程詩雨坐在沙發上,手指捏住裙襬輕輕抻了抻,下巴微微抬起,嘴角揚起了甜美的微笑。
VCR開始播放,螢幕里程詩雨坐在一個佈置精緻的化妝間裡,背景是一整面牆的口紅。
鏡頭推近,她正在對著鏡子畫眼線,手腕輕輕一帶,眼尾那條線就勾完了,行雲流水,一點都沒抖。
接著就是她參加品牌活動的片段,紅毯上穿著禮服,閃光燈啪啪啪地閃。
畫面切到她家裡,桌子上堆滿了各種品牌的禮盒。她面前架了臺小相機,對著鏡頭一個一個拆,每拆一個都舉起來笑著說“謝謝金主媽媽”。
最後一個鏡頭是在酒店頂樓露臺拍的,她站在圍欄邊,夕陽在身後,風把裙襬吹起來,配了行字幕“美妝博主·程詩雨,粉絲220萬。”

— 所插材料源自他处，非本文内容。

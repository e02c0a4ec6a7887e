use super::*;

fn quad(name: &str) -> MeshNode {
    MeshNode::new(
        name,
        vec![
            Vec3::new(-1.0, -1.0, 0.0),
            Vec3::new(1.0, -1.0, 0.0),
            Vec3::new(1.0, 1.0, 0.0),
            Vec3::new(-1.0, 1.0, 0.0),
        ],
        vec![0, 1, 2, 0, 2, 3],
    )
}

#[test]
fn descriptors_report_uv_presence_and_bounds() {
    let model = Model::from_meshes(vec![
        quad("Front").with_uvs(vec![
            Vec2::new(0.25, 0.5),
            Vec2::new(0.75, 0.5),
            Vec2::new(0.75, 1.0),
            Vec2::new(0.25, 1.0),
        ]),
        quad("Buttons"),
        quad("Empty").with_uvs(Vec::new()),
    ]);

    let d = model.descriptors();
    assert_eq!(d.len(), 3);
    assert_eq!(d[0].id, MeshId(0));
    assert!(d[0].has_uv);
    let b = d[0].bounds.unwrap();
    assert_eq!((b.u_min, b.u_max, b.v_min, b.v_max), (0.25, 0.75, 0.5, 1.0));
    assert!(!d[1].has_uv);
    assert!(d[1].bounds.is_none());
    assert!(!d[2].has_uv);
    assert!(d[2].bounds.is_none());
}

#[test]
fn bounding_sphere_uses_world_transforms() {
    let model = Model::from_meshes(vec![
        quad("a").with_world(Mat4::from_translation(Vec3::new(10.0, 0.0, 0.0))),
    ]);
    let s = model.bounding_sphere().unwrap();
    assert!((s.center - Vec3::new(10.0, 0.0, 0.0)).length() < 1e-5);
    assert!((s.radius - 2f32.sqrt()).abs() < 1e-5);
}

#[test]
fn empty_model_has_no_bounds() {
    let model = Model::default();
    assert!(model.is_empty());
    assert!(model.world_aabb().is_none());
    assert!(model.bounding_sphere().is_none());
    assert_eq!(model.overlay_count(), 0);
}

#[test]
fn degenerate_model_gets_a_positive_radius() {
    let model = Model::from_meshes(vec![MeshNode::new("dot", vec![Vec3::ONE], vec![])]);
    let s = model.bounding_sphere().unwrap();
    assert_eq!(s.center, Vec3::ONE);
    assert!(s.radius > 0.0);
}
use chrono::NaiveDate;
use image::imageops::{self, FilterType};

use crate::assets::svg_raster::{FitMode, rasterize};
use crate::capture::views::{FourViews, ViewDirection};
use crate::foundation::core::PixelBuffer;
use crate::foundation::error::StudioResult;
use crate::render::composite::blit_over;

/// Page geometry of a sketch sheet, in points.
#[derive(Clone, Copy, Debug, PartialEq, serde::Serialize, serde::Deserialize)]
#[serde(default)]
pub struct SheetLayout {
    /// Page width.
    pub page_width_pt: f32,
    /// Page height.
    pub page_height_pt: f32,
    /// Outer margin and gutter.
    pub margin_pt: f32,
    /// Title font size.
    pub title_size_pt: f32,
    /// Output pixels per point.
    pub px_per_pt: f32,
}

impl Default for SheetLayout {
    /// A4 landscape, 28pt margins, 2 px/pt.
    fn default() -> Self {
        Self {
            page_width_pt: 841.89,
            page_height_pt: 595.28,
            margin_pt: 28.0,
            title_size_pt: 14.0,
            px_per_pt: 2.0,
        }
    }
}

impl SheetLayout {
    /// Size of one of the four cells.
    pub fn cell_size_pt(&self) -> (f32, f32) {
        (
            (self.page_width_pt - self.margin_pt * 3.0) / 2.0,
            (self.page_height_pt - self.margin_pt * 3.0) / 2.0,
        )
    }

    /// Top-left corner of the cell showing `dir`: front and back on top, left and right below.
    pub fn cell_origin_pt(&self, dir: ViewDirection) -> (f32, f32) {
        let (cw, ch) = self.cell_size_pt();
        let m = self.margin_pt;
        match dir {
            ViewDirection::Front => (m, m),
            ViewDirection::Back => (m * 2.0 + cw, m),
            ViewDirection::Left => (m, m * 2.0 + ch),
            ViewDirection::Right => (m * 2.0 + cw, m * 2.0 + ch),
        }
    }

    fn px(&self, pt: f32) -> u32 {
        (pt * self.px_per_pt).round().max(0.0) as u32
    }
}

/// Title line of a sheet captured on `date`.
pub fn sheet_title(date: NaiveDate) -> String {
    format!(
        "Sketch views (front, back, left, right) · {}",
        date.format("%Y-%m-%d")
    )
}

/// The four views laid out on one page.
#[derive(Clone, Debug)]
pub struct SketchSheet {
    /// Title drawn in the top margin.
    pub title: String,
    /// Opaque page raster.
    pub page: PixelBuffer,
}

impl SketchSheet {
    /// Lay out `views` on a white page. Each view is scaled uniformly to fit its cell and
    /// centered in it.
    #[tracing::instrument(skip(views, layout))]
    pub fn compose(views: &FourViews, layout: &SheetLayout, date: NaiveDate) -> StudioResult<Self> {
        let title = sheet_title(date);
        let mut page = PixelBuffer::filled(
            layout.px(layout.page_width_pt),
            layout.px(layout.page_height_pt),
            [255, 255, 255, 255],
        )?;

        let (cw, ch) = layout.cell_size_pt();
        let (cell_w, cell_h) = (layout.px(cw), layout.px(ch));
        for (dir, view) in views.iter() {
            let Some(scaled) = fit_into(view, cell_w, cell_h)? else {
                continue;
            };
            let (ox, oy) = layout.cell_origin_pt(dir);
            let x = i64::from(layout.px(ox)) + i64::from((cell_w - scaled.width) / 2);
            let y = i64::from(layout.px(oy)) + i64::from((cell_h - scaled.height) / 2);
            blit_over(&mut page, &scaled, x, y);
        }

        match title_strip(&title, layout, page.width) {
            Some(strip) => blit_over(&mut page, &strip, 0, 0),
            None => tracing::warn!("sheet title could not be rendered"),
        }

        Ok(Self { title, page })
    }
}

/// Uniformly scale `view` to fit `w`×`h`; `None` for empty inputs.
fn fit_into(view: &PixelBuffer, w: u32, h: u32) -> StudioResult<Option<PixelBuffer>> {
    if view.width == 0 || view.height == 0 || w == 0 || h == 0 {
        return Ok(None);
    }
    let scale = (w as f32 / view.width as f32).min(h as f32 / view.height as f32);
    let dw = ((view.width as f32 * scale).round() as u32).clamp(1, w);
    let dh = ((view.height as f32 * scale).round() as u32).clamp(1, h);

    let img = view.to_rgba_image()?;
    let resized = imageops::resize(&img, dw, dh, FilterType::Triangle);
    PixelBuffer::from_rgba_image(&resized).map(Some)
}

fn title_strip(title: &str, layout: &SheetLayout, width: u32) -> Option<PixelBuffer> {
    let height = layout.px(layout.margin_pt).max(1);
    let markup = format!(
        r#"<svg xmlns="http://www.w3.org/2000/svg" width="{width}" height="{height}"><text x="{x}" y="{y}" font-family="Helvetica, Arial, sans-serif" font-weight="bold" font-size="{size}" fill="black">{text}</text></svg>"#,
        x = layout.px(layout.margin_pt),
        y = layout.px(layout.margin_pt - 8.0),
        size = layout.title_size_pt * layout.px_per_pt,
        text = escape_xml(title),
    );
    rasterize(&markup, width, height, FitMode::Stretch)
}

fn escape_xml(s: &str) -> String {
    let mut out = String::with_capacity(s.len());
    for c in s.chars() {
        match c {
            '&' => out.push_str("&amp;"),
            '<' => out.push_str("&lt;"),
            '>' => out.push_str("&gt;"),
            '"' => out.push_str("&quot;"),
            _ => out.push(c),
        }
    }
    out
}

#[cfg(test)]
#[path = "../../tests/unit/export/sheet.rs"]
mod tests;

沈清顏看完程詩雨的VCR,只覺得這職業確實挺適合她的,她看著就像是那種出門倒垃圾也要化全妝的型別。
唐糖滿眼都是羨慕,“詩雨姐,你那個口紅牆好好看,我全部加起來只有幾支。”
“這有啥,回頭送你兩套。”程詩雨笑著擺了擺手,“不過你得先說你喜歡什麼色號,有人送過我死亡芭比粉,我那叫一個……”
她做了個齜牙的表情,“死亡。”
大家一起樂呵呵的笑,導演開始播放下一位。
“第二位,秦玉竹。”
螢幕上,秦玉竹穿著黑色西裝,頭髮利索地紮成低馬尾,拎著公文包從法院大門走出來,踩著高跟鞋下了臺階,步子又快又穩。

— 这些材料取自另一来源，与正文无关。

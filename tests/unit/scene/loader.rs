use super::*;

#[test]
fn missing_file_fails_once_then_ends() {
    let events: Vec<LoadEvent> = ModelLoader::open("target/does-not-exist/model.gltf").collect();
    assert_eq!(events.len(), 2);
    assert!(matches!(events[0], LoadEvent::Started));
    assert!(matches!(&events[1], LoadEvent::Failed(StudioError::Load(_))));
    assert_eq!(events.iter().filter(|e| e.is_terminal()).count(), 1);
}

#[test]
fn load_model_surfaces_the_error() {
    let err = load_model("target/does-not-exist/model.glb").unwrap_err();
    assert!(err.to_string().starts_with("load error:"));
}

#[test]
fn rgb_textures_become_opaque_rgba() {
    let data = gltf::image::Data {
        pixels: vec![255, 0, 0, 0, 255, 0],
        format: gltf::image::Format::R8G8B8,
        width: 2,
        height: 1,
    };
    let buf = image_to_buffer(&data).unwrap();
    assert_eq!(buf.pixel(0, 0), [255, 0, 0, 255]);
    assert_eq!(buf.pixel(1, 0), [0, 255, 0, 255]);
}

#[test]
fn mismatched_texture_size_is_a_decode_error() {
    let data = gltf::image::Data {
        pixels: vec![1, 2, 3, 4],
        format: gltf::image::Format::R8G8B8A8,
        width: 2,
        height: 2,
    };
    assert!(matches!(image_to_buffer(&data), Err(StudioError::Decode(_))));
}
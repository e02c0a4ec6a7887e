use super::*;

fn job(markup: &str) -> RasterJob {
    RasterJob {
        piece: "FRONT".into(),
        generation: 1,
        revision: 3,
        pass: RasterPass::Preview,
        markup: Arc::from(markup),
        size: 16,
        fit: FitMode::Stretch,
    }
}

#[test]
fn run_carries_identity_and_pixels() {
    let r = job(r##"<svg xmlns="http://www.w3.org/2000/svg" width="4" height="4"><rect x="1" y="1" width="2" height="2" fill="#00ff00"/></svg>"##).run();
    assert_eq!(r.piece, "FRONT");
    assert_eq!((r.generation, r.revision), (1, 3));
    assert_eq!(r.pass, RasterPass::Preview);
    let img = r.image.unwrap();
    assert_eq!((img.width, img.height), (16, 16));
    assert_eq!(img.pixel(8, 8), [0, 255, 0, 255]);
    assert_eq!(img.pixel(0, 0), [0, 0, 0, 0]);
}

#[test]
fn broken_markup_yields_no_image() {
    let r = job("<svg><g></svg").run();
    assert!(r.image.is_none());
}
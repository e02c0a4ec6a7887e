//! Overlay studio: UV-region artwork overlays for textured 3D models.
//!
//! A loaded glTF model is partitioned into *pieces*, groups of meshes sharing a canonical name.
//! SVG artwork attached to a piece is rasterized to cover exactly each member mesh's
//! texture-space bounding box and bound as a multiply-blended overlay, so recoloring never
//! touches the base model.
//!
//! The public API is session-oriented:
//!
//! - Load a model with [`ModelLoader`] and hand the events to a [`Studio`]
//! - Attach artwork with [`Studio::attach_artwork`] and edit its palette with [`Studio::recolor`]
//! - Snapshot the result with [`Studio::capture_four_views`] and lay it out with [`SketchSheet`]
//!
//! Pixels are **premultiplied RGBA8** end-to-end.
#![forbid(unsafe_code)]
#![deny(missing_docs)]

mod foundation;

/// Vector artwork preparation and rasterization.
pub mod assets;
/// Multi-view capture.
pub mod capture;
/// Sketch sheet export.
pub mod export;
/// Overlay compositor.
pub mod overlay;
/// Color token extraction and rewriting.
pub mod palette;
/// Mesh piece indexing.
pub mod pieces;
/// Software renderer.
pub mod render;
/// Model representation and loading.
pub mod scene;
/// Editing session.
pub mod session;

pub use crate::foundation::core::{
    BoundingSphere, MAX_RASTER_DIM, Mat4, PixelBuffer, UV_EPSILON, UvBounds, Vec2, Vec3, Vec4,
};
pub use crate::foundation::error::{StudioError, StudioResult};

pub use crate::assets::svg_raster::{FitMode, rasterize, try_rasterize};
pub use crate::capture::views::{CaptureOpts, FourViews, ViewDirection, capture_views};
pub use crate::export::sheet::{SheetLayout, SketchSheet};
pub use crate::overlay::compositor::{BindOutcome, Overlay, OverlayMaterial, TextureHandle, bind};
pub use crate::palette::extract::{PaletteEntry, extract_colors};
pub use crate::palette::rewrite::rewrite;
pub use crate::pieces::index::index_meshes;
pub use crate::pieces::naming::canonicalize;
pub use crate::pieces::registry::{MeshRecord, Piece, PieceRegistry, VectorDocument};
pub use crate::render::camera::{Camera, FitData};
pub use crate::render::cpu::{CpuRenderer, RenderTarget};
pub use crate::scene::loader::{LoadEvent, ModelLoader, load_model};
pub use crate::scene::model::{BaseMaterial, MeshDescriptor, MeshId, MeshNode, Model};
pub use crate::session::jobs::{ApplyOutcome, RasterJob, RasterPass, RasterResult, RecolorPlan};
pub use crate::session::opts::StudioOpts;
pub use crate::session::studio::Studio;
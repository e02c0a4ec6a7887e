//! Page layouts built from captured views.

/// Two-by-two sketch sheet.
pub mod sheet;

會議室她坐在長桌一側,對面是幾個穿西裝的男人臉上被打了碼,面前擺著一沓厚厚的合同。
秦玉竹把面前的檔案往前推了推,“這條款擺明了是坑,你們籤之前沒找人看過?”
對面男人張了張嘴,她抬手,“不用解釋了,現在想辦法往回找補。”
秦玉竹翻開筆記本,用手指劃了幾行,“違約金這塊,他們定的數對你們明顯不公平。合同裡雖然有約定,但合同法第一百一十西條,過分高於造成的損失,可以主張調整。
對賭條件裡的財務指標,有兩個是在行業整體下行期間達成的,這部分不屬於你們經營失當。
郵件和聊天記錄都留著吧?”
對面兩人連連點頭,“回去全部整理給我,一個字都不能刪。”
最後是她站在律所落地窗前,手裡端著咖啡杯,窗外是金融區的樓群。鏡頭外有個年輕助理探進來半個身子,“秦律,會議要開始了。”她偏頭應了一聲“來了”,轉身往外走。
助理對著鏡頭壓低聲音補充道:“秦律啊——哦對,我們一般都叫她秦總。她是咱們律所最年輕的合夥人,金融訴訟這塊,七年做到這個位置,整個圈子裡都沒幾個。”說完比了個大拇指。
VCR播放完,程詩雨湊近她一些,“玉竹姐,你平時也穿西裝?”
“不然呢。”秦玉竹看了她一眼,“穿禮服?”
程詩雨噎了一下,被自己蠢笑了,“我不是那個意思,我是想說你氣場好強,我剛才看到那個當事人被你說了都不敢吭聲。”
“那是他們怕我。”秦玉竹說,“不是真的服我。”
“有什麼區別?”
“怕我的,下次還會踩坑。服我的,才會改。”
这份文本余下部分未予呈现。